EDITORIAL: The eleven-member Cabinet Committee for Economic Revival (CCER) has suggested slashing the budgeted expenditure by 1.4 trillion rupees that would reduce the size of the budget to 13 trillion rupees from the budgeted 14.460 trillion rupees – a decline of 9.6 percent.
Given the appalling state of the economy today, the task before the committee is extremely challenging as it is and a perceived difference of opinion on the way forward should be debated to reach an informed decision rather than to assume one’s superior knowledge – an approach followed by the then finance minister, Ishaq Dar, at great cost to the economy.
While we have consistently called for and would support slashing this amount from current expenditure down to 13.320 trillion rupees but not the usual resort to wiping out the Public Sector Development Programme, yet given the present state of the economy, cutting the size of the budget from whichever account would have to be undertaken.
Inflation fuelled by a high budget deficit was estimated at 31 percent in September 2023, up by 4 percentage points from August; and in addition a reduction in the budgeted outlay would lift the pressure on raising revenue which, given the sustained reliance on indirect taxes whose incidence on the poor is greater than the rich, would have simply brought the public ire to a boiling point sooner rather than later.
The committee’s mandate is to suggest measures for long-term growth which, irrespective of however one may define the long-term, is months if not years longer than the caretaker tenure stipulated in the constitution.
Be that as it may, the recent downgrade of the growth rate by the World Bank from the budgeted 3.1 percent to 1.7 percent does not auger well for any recommendations being implemented till now.
While CCER was tasked to provide detailed/quantified recommendations within two weeks, though no official statement with respect to the suggested recommendations having been released, yet reports indicate that there will be a cut: (i) reducing untargeted subsidies budgeted at 1.07 trillion rupees.

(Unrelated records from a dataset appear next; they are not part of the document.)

//! Vector similarity.

/// Cosine similarity of two embedding vectors.
///
/// Mismatched lengths and zero vectors yield `0.0`.
#[must_use]
pub fn cosine_similarity(a: &[f32], b: &[f32]) -> f64 {
    if a.len() != b.len() || a.is_empty() {
        return 0.0;
    }

    let dot: f64 = a
        .iter()
        .zip(b.iter())
        .map(|(x, y)| f64::from(*x) * f64::from(*y))
        .sum();
    let norm_a: f64 = a.iter().map(|x| f64::from(*x).powi(2)).sum::<f64>().sqrt();
    let norm_b: f64 = b.iter().map(|x| f64::from(*x).powi(2)).sum::<f64>().sqrt();

    if norm_a == 0.0 || norm_b == 0.0 {
        return 0.0;
    }
    dot / (norm_a * norm_b)
}

#[cfg(test)]
mod tests {
    use super::*;
    use proptest::prelude::*;

    #[test]
    fn identical_vectors_are_fully_similar() {
        let v = [0.3, -1.2, 4.0];
        assert!((cosine_similarity(&v, &v) - 1.0).abs() < 1e-9);
    }

    #[test]
    fn orthogonal_and_opposite_vectors() {
        assert_eq!(cosine_similarity(&[1.0, 0.0], &[0.0, 1.0]), 0.0);
        assert!((cosine_similarity(&[1.0, 2.0], &[-1.0, -2.0]) + 1.0).abs() < 1e-9);
    }

    #[test]
    fn zero_and_mismatched_vectors_yield_zero() {
        assert_eq!(cosine_similarity(&[0.0, 0.0], &[1.0, 1.0]), 0.0);
        assert_eq!(cosine_similarity(&[1.0], &[1.0, 1.0]), 0.0);
        assert_eq!(cosine_similarity(&[], &[]), 0.0);
    }

    proptest! {
        #[test]
        fn similarity_is_bounded_and_symmetric(
            a in prop::collection::vec(-100.0f32..100.0, 4),
            b in prop::collection::vec(-100.0f32..100.0, 4),
        ) {
            let ab = cosine_similarity(&a, &b);
            let ba = cosine_similarity(&b, &a);
            prop_assert!(ab.is_finite());
            prop_assert!((-1.0 - 1e-9..=1.0 + 1e-9).contains(&ab));
            prop_assert!((ab - ba).abs() < 1e-12);
        }
    }
}
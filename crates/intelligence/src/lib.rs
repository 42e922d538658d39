//! Repository analysis built on collected GitHub data.
//!
//! This crate provides:
//! - Bounded tree collection over a [`RepositorySource`](repolens_github::RepositorySource)
//! - Heuristic and embedding-based importance ranking
//! - Chat-completion and embedding clients behind the [`ChatModel`] and [`Embedder`] seams
//! - A time- and freshness-bounded [`AnalysisCache`]
//! - The [`AnalysisOrchestrator`] composing all of the above

pub mod cache;
pub mod embeddings;
pub mod error;
pub mod llm;
pub mod orchestrator;
pub mod progress;
pub mod prompt;
pub mod rank;
pub mod response;
pub mod tree;
pub mod types;

#[cfg(test)]
mod test_support;

pub use cache::{AnalysisCache, CacheEntry};
pub use embeddings::{Embedder, OpenAiEmbedder, EMBEDDINGS_SERVICE};
pub use error::AnalysisError;
pub use llm::{ChatMessage, ChatModel, OpenAiChat, LLM_SERVICE};
pub use orchestrator::{
    content_candidates, AnalysisOrchestrator, DEFAULT_SEMANTIC_TIMEOUT, MAX_CONTENT_FILES,
    MAX_FILE_CHARS,
};
pub use progress::{retry_reporter, NoopProgress, ProgressReporter, ProgressStage, ProgressUpdate};
pub use prompt::{build_messages, PromptInput};
pub use rank::{
    cosine_similarity, rank_heuristic, RankedFiles, SemanticRanker, SemanticWeights, TOP_FILES,
};
pub use response::{parse_analysis_response, strip_code_fences, validate_key_files, ModelAnalysis};
pub use tree::{TreeCollector, IMPORTANT_DIRS, MAX_DEPTH, MAX_IMPORTANT_DIRS};
pub use types::{
    AnalysisCounts, AnalysisMetadata, AnalysisOptions, AnalysisOutcome, Dependency, FileInsight,
    HealthAssessment, RankingMode, RepositoryAnalysis, RequirementsAudit,
};
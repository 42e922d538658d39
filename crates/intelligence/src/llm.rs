//! Chat-completion client for the analysis call.

use anyhow::{Context, Result};
use async_trait::async_trait;
use repolens_remote::{RemoteClient, RemoteError};
use repolens_state::ApiSettings;
use reqwest::Url;
use serde::Serialize;
use serde_json::Value;

/// Service name used in error messages.
pub const LLM_SERVICE: &str = "LLM";

const TEMPERATURE: f32 = 0.2;

#[derive(Debug, Clone, PartialEq, Eq, Serialize)]
pub struct ChatMessage {
    pub role: String,
    pub content: String,
}

impl ChatMessage {
    pub fn system(content: impl Into<String>) -> Self {
        Self {
            role: "system".into(),
            content: content.into(),
        }
    }

    pub fn user(content: impl Into<String>) -> Self {
        Self {
            role: "user".into(),
            content: content.into(),
        }
    }
}

/// A model that answers a conversation with text.
#[async_trait]
pub trait ChatModel: Send + Sync {
    /// Model identifier recorded in the analysis metadata.
    fn model(&self) -> &str;

    /// The first reply's text, empty when the reply carried none.
    ///
    /// Errors are reserved for transport and status failures.
    async fn complete(&self, messages: &[ChatMessage]) -> Result<String, RemoteError>;
}

/// Parse a base URL and make sure relative joins keep its path.
pub(crate) fn api_base_url(base: &str) -> Result<Url> {
    let mut normalized = base.trim().to_string();
    if !normalized.ends_with('/') {
        normalized.push('/');
    }
    Url::parse(&normalized).with_context(|| format!("invalid API base url: {base}"))
}

#[derive(Serialize)]
struct ChatBody<'a> {
    model: &'a str,
    messages: &'a [ChatMessage],
    temperature: f32,
}

/// OpenAI-compatible `/chat/completions` client.
#[derive(Debug, Clone)]
pub struct OpenAiChat {
    client: RemoteClient,
    url: Url,
    api_key: String,
    model: String,
}

impl OpenAiChat {
    pub fn new(client: RemoteClient, base_url: &str, api_key: String, model: String) -> Result<Self> {
        let url = api_base_url(base_url)?
            .join("chat/completions")
            .context("building chat completions url")?;
        Ok(Self {
            client,
            url,
            api_key: api_key.trim().to_string(),
            model,
        })
    }

    /// Build from resolved settings; `None` when no API key is configured.
    pub fn from_settings(client: RemoteClient, settings: &ApiSettings) -> Result<Option<Self>> {
        let Some(api_key) = settings.api_key.clone() else {
            return Ok(None);
        };
        Self::new(client, &settings.base_url, api_key, settings.model.clone()).map(Some)
    }
}

#[async_trait]
impl ChatModel for OpenAiChat {
    fn model(&self) -> &str {
        &self.model
    }

    async fn complete(&self, messages: &[ChatMessage]) -> Result<String, RemoteError> {
        let body = ChatBody {
            model: &self.model,
            messages,
            temperature: TEMPERATURE,
        };
        let response: Value = self
            .client
            .send_json(LLM_SERVICE, "chat completion", true, |http| {
                http.post(self.url.clone())
                    .bearer_auth(&self.api_key)
                    .json(&body)
            })
            .await?;

        // A reply without content is the model's answer, not a transport failure.
        let text = extract_message_text(&response).unwrap_or_default();
        if text.is_empty() {
            tracing::warn!(
                target: "repolens::analyze",
                model = %self.model,
                "chat reply carried no message content"
            );
        }
        Ok(text)
    }
}

/// First choice's message text; array content parts are concatenated.
fn extract_message_text(val: &Value) -> Option<String> {
    let content = val
        .get("choices")
        .and_then(|c| c.get(0))
        .and_then(|c| c.get("message"))
        .and_then(|m| m.get("content"))?;

    if let Some(s) = content.as_str() {
        return Some(s.to_string()).filter(|s| !s.trim().is_empty());
    }
    let buf: String = content
        .as_array()?
        .iter()
        .filter_map(|item| item.get("text").and_then(Value::as_str))
        .collect();
    Some(buf).filter(|s| !s.trim().is_empty())
}

#[cfg(test)]
mod tests {
    use super::*;
    use repolens_remote::RetryPolicy;
    use serde_json::json;
    use std::time::Duration;
    use wiremock::matchers::{body_partial_json, header, method, path};
    use wiremock::{Mock, MockServer, ResponseTemplate};

    fn client() -> RemoteClient {
        RemoteClient::with_defaults()
            .unwrap()
            .with_policy(RetryPolicy::new(1).with_base_delay(Duration::from_millis(1)))
    }

    #[test]
    fn base_url_keeps_its_path() {
        let url = api_base_url("https://llm.example.com/v1").unwrap();
        assert_eq!(
            url.join("chat/completions").unwrap().as_str(),
            "https://llm.example.com/v1/chat/completions"
        );
        assert!(api_base_url("not a url").is_err());
    }

    #[test]
    fn extracts_string_and_part_content() {
        let plain = json!({"choices": [{"message": {"content": "hello"}}]});
        assert_eq!(extract_message_text(&plain).as_deref(), Some("hello"));

        let parts = json!({"choices": [{"message": {"content": [{"text": "a"}, {"text": "b"}]}}]});
        assert_eq!(extract_message_text(&parts).as_deref(), Some("ab"));

        assert!(extract_message_text(&json!({"choices": []})).is_none());
        assert!(extract_message_text(&json!({"choices": [{"message": {"content": "  "}}]})).is_none());
    }

    #[test]
    fn settings_without_key_build_nothing() {
        let settings = ApiSettings {
            api_key: None,
            base_url: "https://api.openai.com/v1/".into(),
            model: "gpt-4o-mini".into(),
            timeout: Duration::from_secs(5),
        };
        assert!(OpenAiChat::from_settings(client(), &settings).unwrap().is_none());
    }

    #[tokio::test]
    async fn posts_messages_with_bearer_auth() {
        let server = MockServer::start().await;
        Mock::given(method("POST"))
            .and(path("/v1/chat/completions"))
            .and(header("authorization", "Bearer sk-test"))
            .and(body_partial_json(json!({"model": "gpt-test"})))
            .respond_with(ResponseTemplate::new(200).set_body_json(json!({
                "choices": [{"message": {"role": "assistant", "content": "{\"summary\":\"ok\"}"}}]
            })))
            .expect(1)
            .mount(&server)
            .await;

        let chat = OpenAiChat::new(
            client(),
            &format!("{}/v1", server.uri()),
            " sk-test ".into(),
            "gpt-test".into(),
        )
        .unwrap();
        let text = chat
            .complete(&[ChatMessage::system("s"), ChatMessage::user("u")])
            .await
            .unwrap();
        assert_eq!(text, "{\"summary\":\"ok\"}");
        assert_eq!(chat.model(), "gpt-test");
    }

    #[tokio::test]
    async fn rejected_key_is_not_retried() {
        let server = MockServer::start().await;
        Mock::given(method("POST"))
            .respond_with(ResponseTemplate::new(401).set_body_json(json!({"error": {"message": "bad key"}})))
            .expect(1)
            .mount(&server)
            .await;

        let chat = OpenAiChat::new(client(), &server.uri(), "sk".into(), "m".into()).unwrap();
        let err = chat.complete(&[ChatMessage::user("u")]).await.unwrap_err();
        assert!(err.is_client_error());
    }

    #[tokio::test]
    async fn missing_content_is_an_empty_answer() {
        let server = MockServer::start().await;
        Mock::given(method("POST"))
            .respond_with(ResponseTemplate::new(200).set_body_json(json!({
                "choices": [{"message": {"role": "assistant", "content": ""}}]
            })))
            .expect(1)
            .mount(&server)
            .await;

        let chat = OpenAiChat::new(client(), &server.uri(), "sk".into(), "m".into()).unwrap();
        let text = chat.complete(&[ChatMessage::user("u")]).await.unwrap();
        assert!(text.is_empty());
    }
}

This would be in line with the multilateral mindset, however, any major deviation from the budgeted subsidies would further fuel public anger especially as subsidy to Wapda/Pepco and KE accounts for 83 percent of all subsidies; (ii) freeze salaries, allowances and pensions.
One would assume that this is a measure that has to be deferred till next fiscal year as public sector employees have already drawn a 30 to 35 percent increase in their salaries announced in the budget and any reversal would bring the organized public sector onto the streets.
In addition, there is no talk of pension reforms specifically to initiate employee contributions; (iii) slashing PSDP and there are visible signs that PSDP disbursements have been severely curtailed – a fact that may explain the projected decline in the growth rate by the World Bank; and (iv) cut all politically-motivated budgeted spending though the Shehbaz Sharif-led PDM government has already disbursed a major chunk of the 70 billion rupee allocation to parliamentarians.
Instead of the long-term, the CCER should focus on the very short-term, defined as at most till end-June 2024, and begin to initiate reforms that have been resisted time and again by elected governments for being politically challenging.
Specifically, there is a need to widen the tax net to include those sectors that remain outside the ambit, which is under the direct administrative control of the Federal Government, engage with the major recipients of current expenditure – civilian and defense administrations – and seek to curtail their procurement for the current year, initiate pension reforms and last but not least to assess any decline in PSDP on growth, an exercise vital to ensuring that factory closures and vanishing job opportunities are minimised.